Since there is little information available to
patients they often don’t know where to turn to next after they are diagnosed. There
are millions of questions that they have and few are easily answered. What type
of doctor should I be seeing? What is the next step? Do I get chemo, radiation,
surgery? All too often, the doctor that diagnoses the tumor doesn’t have the
answer either. And unless the doctor is willing to take the time and really
research and become an expert themselves, the patient ends up either becoming
their own advocate, or slipping thru the cracks.
Unlike
breast cancer we don’t have a ribbon or catchy slogans. There is no awareness
month for GCT survivors; we are actually just lucky if people know that we exist.
It’s time to change that. These are some of our GCT survivors. They have agreed
to share their stories and experiences in hopes that other people like us won’t
have to go thru this alone. So please take some time and meet a few of our
survivors, read their stories and don’t be afraid to ask questions. We will do
our best to answer. I hope that we will
continue to add stories on a regular basis.
*These stories are from Giant Cell Tumor Survivors. Unless
otherwise stated, these individuals are not doctors. Nothing contained within
this blog constitutes medical advice.

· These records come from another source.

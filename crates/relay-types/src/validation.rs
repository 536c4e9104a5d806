//! Validation of implementation-specific TOML tables.
//!
//! Pluggable backends receive their configuration as a raw `toml::Value`.
//! Each one describes the table it accepts with a [`Schema`] and checks it
//! before building anything.

use thiserror::Error;

/// Errors produced while validating a configuration table.
#[derive(Debug, Error, PartialEq, Eq)]
pub enum ValidationError {
	#[error("Missing required field: {0}")]
	MissingField(String),
	#[error("Invalid value for field '{field}': {message}")]
	InvalidValue { field: String, message: String },
	#[error("Type mismatch for field '{field}': expected {expected}, got {actual}")]
	TypeMismatch {
		field: String,
		expected: &'static str,
		actual: String,
	},
}

/// Expected shape of a field.
#[derive(Debug)]
pub enum FieldType {
	String,
	/// Integer with inclusive bounds.
	Integer { min: Option<i64>, max: Option<i64> },
	Boolean,
	/// `0x`-prefixed or bare hex string decoding to exactly `bytes` bytes.
	Hex { bytes: usize },
	Array(Box<FieldType>),
	Table(Schema),
}

/// Custom check run after the type check passes.
pub type FieldValidator = Box<dyn Fn(&toml::Value) -> Result<(), String> + Send + Sync>;

/// A named field with its expected type.
pub struct Field {
	pub name: String,
	pub field_type: FieldType,
	pub validator: Option<FieldValidator>,
}

impl std::fmt::Debug for Field {
	fn fmt(&self, f: &mut std::fmt::Formatter<'_>) -> std::fmt::Result {
		f.debug_struct("Field")
			.field("name", &self.name)
			.field("field_type", &self.field_type)
			.finish_non_exhaustive()
	}
}

impl Field {
	pub fn new(name: impl Into<String>, field_type: FieldType) -> Self {
		Self {
			name: name.into(),
			field_type,
			validator: None,
		}
	}

	pub fn with_validator<F>(mut self, validator: F) -> Self
	where
		F: Fn(&toml::Value) -> Result<(), String> + Send + Sync + 'static,
	{
		self.validator = Some(Box::new(validator));
		self
	}

	fn check(&self, path: &str, value: &toml::Value) -> Result<(), ValidationError> {
		check_type(path, value, &self.field_type)?;
		if let Some(validator) = &self.validator {
			validator(value).map_err(|message| ValidationError::InvalidValue {
				field: path.to_string(),
				message,
			})?;
		}
		Ok(())
	}
}

/// Required and optional fields of a TOML table.
#[derive(Debug, Default)]
pub struct Schema {
	pub required: Vec<Field>,
	pub optional: Vec<Field>,
}

impl Schema {
	pub fn new(required: Vec<Field>, optional: Vec<Field>) -> Self {
		Self { required, optional }
	}

	/// Validates `config`, which must be a table.
	pub fn validate(&self, config: &toml::Value) -> Result<(), ValidationError> {
		self.validate_at("", config)
	}

	fn validate_at(&self, prefix: &str, config: &toml::Value) -> Result<(), ValidationError> {
		let table = config.as_table().ok_or_else(|| ValidationError::TypeMismatch {
			field: if prefix.is_empty() { "root".into() } else { prefix.into() },
			expected: "table",
			actual: config.type_str().to_string(),
		})?;

		for field in &self.required {
			let path = join(prefix, &field.name);
			let value = table
				.get(&field.name)
				.ok_or_else(|| ValidationError::MissingField(path.clone()))?;
			field.check(&path, value)?;
		}

		for field in &self.optional {
			if let Some(value) = table.get(&field.name) {
				field.check(&join(prefix, &field.name), value)?;
			}
		}

		Ok(())
	}
}

fn join(prefix: &str, name: &str) -> String {
	if prefix.is_empty() {
		name.to_string()
	} else {
		format!("{}.{}", prefix, name)
	}
}

fn mismatch(path: &str, expected: &'static str, value: &toml::Value) -> ValidationError {
	ValidationError::TypeMismatch {
		field: path.to_string(),
		expected,
		actual: value.type_str().to_string(),
	}
}

fn check_type(path: &str, value: &toml::Value, expected: &FieldType) -> Result<(), ValidationError> {
	match expected {
		FieldType::String => {
			value.as_str().ok_or_else(|| mismatch(path, "string", value))?;
		},
		FieldType::Boolean => {
			value.as_bool().ok_or_else(|| mismatch(path, "boolean", value))?;
		},
		FieldType::Integer { min, max } => {
			let n = value
				.as_integer()
				.ok_or_else(|| mismatch(path, "integer", value))?;
			if let Some(min) = min.filter(|min| n < *min) {
				return Err(ValidationError::InvalidValue {
					field: path.to_string(),
					message: format!("Value {} is less than minimum {}", n, min),
				});
			}
			if let Some(max) = max.filter(|max| n > *max) {
				return Err(ValidationError::InvalidValue {
					field: path.to_string(),
					message: format!("Value {} is greater than maximum {}", n, max),
				});
			}
		},
		FieldType::Hex { bytes } => {
			let s = value.as_str().ok_or_else(|| mismatch(path, "hex string", value))?;
			let decoded = hex::decode(crate::without_0x_prefix(s)).map_err(|e| {
				ValidationError::InvalidValue {
					field: path.to_string(),
					message: format!("Invalid hex: {}", e),
				}
			})?;
			if decoded.len() != *bytes {
				return Err(ValidationError::InvalidValue {
					field: path.to_string(),
					message: format!("Expected {} bytes, got {}", bytes, decoded.len()),
				});
			}
		},
		FieldType::Array(inner) => {
			let items = value.as_array().ok_or_else(|| mismatch(path, "array", value))?;
			for (i, item) in items.iter().enumerate() {
				check_type(&format!("{}[{}]", path, i), item, inner)?;
			}
		},
		FieldType::Table(schema) => schema.validate_at(path, value)?,
	}
	Ok(())
}

/// Implemented by every backend to validate its configuration table.
pub trait ConfigSchema: Send + Sync {
	fn validate(&self, config: &toml::Value) -> Result<(), ValidationError>;
}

If you think that you might be ill or
are afraid that you have GCT or any form of cancer, please consult with your
primary care provider. We are not qualified to diagnose you, and frankly, if anyone attempts to diagnose you over the internet, run far and run fast! Advice is one thing, (and if that advice does not include see your doctor, I wouldn't think much of it) only a doctor can diagnose you, in person, and after a series of medical exams.